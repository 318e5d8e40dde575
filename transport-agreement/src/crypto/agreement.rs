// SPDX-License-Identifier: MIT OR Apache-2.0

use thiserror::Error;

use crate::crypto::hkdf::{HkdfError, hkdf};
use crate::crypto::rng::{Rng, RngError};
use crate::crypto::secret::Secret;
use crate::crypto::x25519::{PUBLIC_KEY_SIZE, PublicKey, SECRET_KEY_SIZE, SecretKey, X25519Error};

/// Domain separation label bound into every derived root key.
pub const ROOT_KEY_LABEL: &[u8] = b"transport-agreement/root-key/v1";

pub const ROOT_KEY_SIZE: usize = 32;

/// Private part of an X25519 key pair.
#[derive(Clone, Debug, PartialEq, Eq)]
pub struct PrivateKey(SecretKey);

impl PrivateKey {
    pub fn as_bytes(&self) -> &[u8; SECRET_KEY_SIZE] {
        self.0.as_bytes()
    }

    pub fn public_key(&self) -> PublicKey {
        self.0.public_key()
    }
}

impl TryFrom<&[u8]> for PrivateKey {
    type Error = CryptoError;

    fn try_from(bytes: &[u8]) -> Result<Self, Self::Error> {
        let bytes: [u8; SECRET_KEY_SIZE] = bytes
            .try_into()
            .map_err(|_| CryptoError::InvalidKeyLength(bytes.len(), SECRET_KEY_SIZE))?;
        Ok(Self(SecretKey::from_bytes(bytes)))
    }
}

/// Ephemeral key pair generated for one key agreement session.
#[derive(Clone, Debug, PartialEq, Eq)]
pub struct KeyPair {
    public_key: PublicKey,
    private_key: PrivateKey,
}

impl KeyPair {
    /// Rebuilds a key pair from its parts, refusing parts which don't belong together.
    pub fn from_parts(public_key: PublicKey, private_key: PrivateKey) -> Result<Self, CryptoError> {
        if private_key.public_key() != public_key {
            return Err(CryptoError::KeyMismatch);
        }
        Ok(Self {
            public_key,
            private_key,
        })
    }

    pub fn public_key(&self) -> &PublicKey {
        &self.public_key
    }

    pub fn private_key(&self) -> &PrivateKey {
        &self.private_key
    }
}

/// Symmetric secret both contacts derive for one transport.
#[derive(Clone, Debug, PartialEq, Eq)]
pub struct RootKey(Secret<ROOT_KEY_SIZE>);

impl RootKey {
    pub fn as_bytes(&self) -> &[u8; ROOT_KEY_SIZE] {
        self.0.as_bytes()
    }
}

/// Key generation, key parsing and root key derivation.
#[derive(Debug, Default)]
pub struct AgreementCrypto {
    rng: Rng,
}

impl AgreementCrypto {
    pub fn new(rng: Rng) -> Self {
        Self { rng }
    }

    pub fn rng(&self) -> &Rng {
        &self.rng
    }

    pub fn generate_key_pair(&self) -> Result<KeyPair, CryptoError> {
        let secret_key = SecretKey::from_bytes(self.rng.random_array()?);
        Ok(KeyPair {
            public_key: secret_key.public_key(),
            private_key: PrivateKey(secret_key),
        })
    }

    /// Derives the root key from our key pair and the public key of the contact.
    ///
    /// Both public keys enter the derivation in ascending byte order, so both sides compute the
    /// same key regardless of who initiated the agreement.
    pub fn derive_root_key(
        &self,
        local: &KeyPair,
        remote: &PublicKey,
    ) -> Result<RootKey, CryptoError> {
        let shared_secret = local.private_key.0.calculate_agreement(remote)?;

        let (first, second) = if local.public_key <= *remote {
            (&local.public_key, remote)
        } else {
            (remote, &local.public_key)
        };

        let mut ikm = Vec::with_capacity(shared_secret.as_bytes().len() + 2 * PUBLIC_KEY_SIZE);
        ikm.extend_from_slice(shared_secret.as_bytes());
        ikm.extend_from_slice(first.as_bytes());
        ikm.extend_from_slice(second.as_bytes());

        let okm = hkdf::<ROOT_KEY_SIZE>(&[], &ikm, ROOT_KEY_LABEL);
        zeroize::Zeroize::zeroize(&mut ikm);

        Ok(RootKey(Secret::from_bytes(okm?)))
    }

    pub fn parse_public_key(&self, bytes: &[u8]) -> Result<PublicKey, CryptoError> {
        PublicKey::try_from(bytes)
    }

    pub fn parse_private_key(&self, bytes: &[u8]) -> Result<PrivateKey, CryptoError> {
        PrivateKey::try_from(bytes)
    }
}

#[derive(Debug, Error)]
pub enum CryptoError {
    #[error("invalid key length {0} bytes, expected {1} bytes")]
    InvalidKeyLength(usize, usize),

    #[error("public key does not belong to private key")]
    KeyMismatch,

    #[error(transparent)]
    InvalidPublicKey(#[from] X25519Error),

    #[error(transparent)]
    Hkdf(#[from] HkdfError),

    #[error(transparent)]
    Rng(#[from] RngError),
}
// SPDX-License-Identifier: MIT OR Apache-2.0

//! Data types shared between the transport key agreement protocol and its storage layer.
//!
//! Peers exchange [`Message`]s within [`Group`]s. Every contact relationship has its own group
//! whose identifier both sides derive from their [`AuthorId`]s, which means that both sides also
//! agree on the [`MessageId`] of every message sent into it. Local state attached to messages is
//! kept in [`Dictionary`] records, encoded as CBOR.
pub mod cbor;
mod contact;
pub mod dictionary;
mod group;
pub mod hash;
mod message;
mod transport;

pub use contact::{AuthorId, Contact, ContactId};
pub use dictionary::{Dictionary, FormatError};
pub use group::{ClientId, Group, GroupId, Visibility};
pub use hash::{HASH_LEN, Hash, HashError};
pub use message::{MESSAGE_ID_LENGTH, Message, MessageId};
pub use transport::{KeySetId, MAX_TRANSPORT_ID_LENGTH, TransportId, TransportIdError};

* * *

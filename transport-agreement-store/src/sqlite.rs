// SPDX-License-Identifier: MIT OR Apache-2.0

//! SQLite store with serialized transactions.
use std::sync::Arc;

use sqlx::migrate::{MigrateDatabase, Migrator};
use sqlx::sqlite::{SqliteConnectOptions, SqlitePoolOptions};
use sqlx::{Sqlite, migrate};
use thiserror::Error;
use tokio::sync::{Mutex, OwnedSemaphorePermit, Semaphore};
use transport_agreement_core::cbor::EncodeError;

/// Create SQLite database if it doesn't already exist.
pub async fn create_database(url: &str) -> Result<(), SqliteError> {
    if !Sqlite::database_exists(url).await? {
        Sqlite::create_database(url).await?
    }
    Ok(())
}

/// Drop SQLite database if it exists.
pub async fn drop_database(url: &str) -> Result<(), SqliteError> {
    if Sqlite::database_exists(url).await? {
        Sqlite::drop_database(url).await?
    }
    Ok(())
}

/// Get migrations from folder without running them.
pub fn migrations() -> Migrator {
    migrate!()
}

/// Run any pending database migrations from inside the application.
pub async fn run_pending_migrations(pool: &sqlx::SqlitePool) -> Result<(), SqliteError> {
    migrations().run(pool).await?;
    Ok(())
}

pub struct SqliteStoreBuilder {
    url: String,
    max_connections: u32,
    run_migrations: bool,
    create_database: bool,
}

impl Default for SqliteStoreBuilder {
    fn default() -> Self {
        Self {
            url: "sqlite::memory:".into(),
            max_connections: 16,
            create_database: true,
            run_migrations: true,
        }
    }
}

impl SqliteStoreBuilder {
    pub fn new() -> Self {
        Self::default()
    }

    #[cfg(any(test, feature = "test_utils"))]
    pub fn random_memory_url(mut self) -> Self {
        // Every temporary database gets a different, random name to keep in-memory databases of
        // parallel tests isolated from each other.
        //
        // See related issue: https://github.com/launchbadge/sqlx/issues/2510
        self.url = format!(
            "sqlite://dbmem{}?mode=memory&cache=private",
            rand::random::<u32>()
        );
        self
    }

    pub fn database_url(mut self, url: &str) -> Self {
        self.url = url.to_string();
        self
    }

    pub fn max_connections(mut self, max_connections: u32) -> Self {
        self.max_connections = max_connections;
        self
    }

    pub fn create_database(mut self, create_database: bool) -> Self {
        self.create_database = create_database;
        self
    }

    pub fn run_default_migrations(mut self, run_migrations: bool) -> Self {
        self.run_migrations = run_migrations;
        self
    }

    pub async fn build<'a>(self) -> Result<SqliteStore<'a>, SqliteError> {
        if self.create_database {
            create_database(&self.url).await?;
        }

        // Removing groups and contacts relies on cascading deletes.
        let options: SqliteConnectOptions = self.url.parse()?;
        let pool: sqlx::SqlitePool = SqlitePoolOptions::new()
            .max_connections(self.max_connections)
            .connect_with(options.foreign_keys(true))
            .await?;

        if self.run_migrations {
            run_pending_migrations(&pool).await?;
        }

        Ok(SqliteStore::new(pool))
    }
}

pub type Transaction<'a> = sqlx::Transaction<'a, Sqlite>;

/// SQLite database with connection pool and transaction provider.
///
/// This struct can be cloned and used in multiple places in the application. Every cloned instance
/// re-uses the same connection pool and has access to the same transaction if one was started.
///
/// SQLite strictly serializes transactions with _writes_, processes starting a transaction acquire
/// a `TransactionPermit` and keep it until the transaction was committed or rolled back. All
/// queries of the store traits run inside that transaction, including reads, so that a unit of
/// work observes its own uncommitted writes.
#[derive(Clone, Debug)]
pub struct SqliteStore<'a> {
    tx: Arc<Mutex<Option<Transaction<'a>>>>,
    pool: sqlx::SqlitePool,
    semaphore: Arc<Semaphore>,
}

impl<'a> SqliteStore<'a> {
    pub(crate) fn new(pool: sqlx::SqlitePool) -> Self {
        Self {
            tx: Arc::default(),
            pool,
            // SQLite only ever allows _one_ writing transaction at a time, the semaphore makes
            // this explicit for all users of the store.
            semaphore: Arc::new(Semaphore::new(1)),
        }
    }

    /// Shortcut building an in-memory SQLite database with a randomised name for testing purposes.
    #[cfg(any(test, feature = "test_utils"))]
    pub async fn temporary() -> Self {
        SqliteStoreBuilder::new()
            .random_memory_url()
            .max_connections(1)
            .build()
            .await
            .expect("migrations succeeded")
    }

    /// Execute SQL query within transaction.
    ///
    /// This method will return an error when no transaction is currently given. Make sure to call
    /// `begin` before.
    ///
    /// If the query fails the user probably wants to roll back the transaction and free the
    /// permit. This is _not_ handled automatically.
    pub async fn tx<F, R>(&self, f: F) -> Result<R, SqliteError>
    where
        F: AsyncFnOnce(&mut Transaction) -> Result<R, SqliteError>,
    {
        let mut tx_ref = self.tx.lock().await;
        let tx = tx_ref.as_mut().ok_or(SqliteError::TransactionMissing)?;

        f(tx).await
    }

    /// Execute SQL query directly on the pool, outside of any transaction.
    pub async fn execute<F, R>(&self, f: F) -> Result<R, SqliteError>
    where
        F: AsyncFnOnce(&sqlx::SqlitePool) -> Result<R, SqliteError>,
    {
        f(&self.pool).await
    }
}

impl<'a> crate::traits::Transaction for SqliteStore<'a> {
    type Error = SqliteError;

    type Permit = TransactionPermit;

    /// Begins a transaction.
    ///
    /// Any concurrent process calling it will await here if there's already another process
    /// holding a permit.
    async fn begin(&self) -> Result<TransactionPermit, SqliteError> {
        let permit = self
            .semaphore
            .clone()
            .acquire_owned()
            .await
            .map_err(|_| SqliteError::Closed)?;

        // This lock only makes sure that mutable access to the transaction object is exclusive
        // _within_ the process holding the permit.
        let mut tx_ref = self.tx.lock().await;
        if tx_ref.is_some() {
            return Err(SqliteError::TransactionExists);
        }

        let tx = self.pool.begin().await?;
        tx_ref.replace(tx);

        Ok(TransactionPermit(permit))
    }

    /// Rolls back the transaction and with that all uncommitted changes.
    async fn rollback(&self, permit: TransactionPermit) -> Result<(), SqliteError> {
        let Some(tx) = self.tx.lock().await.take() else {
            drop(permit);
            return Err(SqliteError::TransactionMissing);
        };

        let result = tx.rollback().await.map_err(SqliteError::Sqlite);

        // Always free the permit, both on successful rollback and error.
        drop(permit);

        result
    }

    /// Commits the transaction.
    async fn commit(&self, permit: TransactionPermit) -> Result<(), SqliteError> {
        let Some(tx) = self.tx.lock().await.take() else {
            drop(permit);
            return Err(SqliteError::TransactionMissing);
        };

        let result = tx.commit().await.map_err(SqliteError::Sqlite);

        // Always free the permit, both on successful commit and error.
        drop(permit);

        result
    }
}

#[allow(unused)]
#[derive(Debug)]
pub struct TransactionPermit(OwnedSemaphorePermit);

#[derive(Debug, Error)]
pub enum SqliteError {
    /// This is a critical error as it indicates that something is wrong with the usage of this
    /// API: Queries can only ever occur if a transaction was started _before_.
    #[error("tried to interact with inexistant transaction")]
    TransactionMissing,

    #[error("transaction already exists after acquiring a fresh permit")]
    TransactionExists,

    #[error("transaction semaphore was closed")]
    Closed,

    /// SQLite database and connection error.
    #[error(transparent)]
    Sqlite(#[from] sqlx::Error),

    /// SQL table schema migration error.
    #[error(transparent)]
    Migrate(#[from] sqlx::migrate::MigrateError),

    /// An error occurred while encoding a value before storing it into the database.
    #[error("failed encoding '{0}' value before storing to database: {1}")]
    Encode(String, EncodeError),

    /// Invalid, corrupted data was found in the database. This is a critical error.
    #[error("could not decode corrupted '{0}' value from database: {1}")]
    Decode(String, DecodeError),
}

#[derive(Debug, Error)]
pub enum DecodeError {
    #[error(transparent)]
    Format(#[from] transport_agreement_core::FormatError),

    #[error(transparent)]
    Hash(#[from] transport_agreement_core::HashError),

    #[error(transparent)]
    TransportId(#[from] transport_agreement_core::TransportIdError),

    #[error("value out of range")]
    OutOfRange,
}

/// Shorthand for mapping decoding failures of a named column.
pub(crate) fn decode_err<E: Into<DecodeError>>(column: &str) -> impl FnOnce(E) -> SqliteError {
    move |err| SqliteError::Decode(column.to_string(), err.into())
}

Activity ▸ For the string "traits", show each line of the listing where it appears.

Response to the exercise ▸
/// queries of the store traits run inside that transaction, including reads, so that a unit of
impl<'a> crate::traits::Transaction for SqliteStore<'a> {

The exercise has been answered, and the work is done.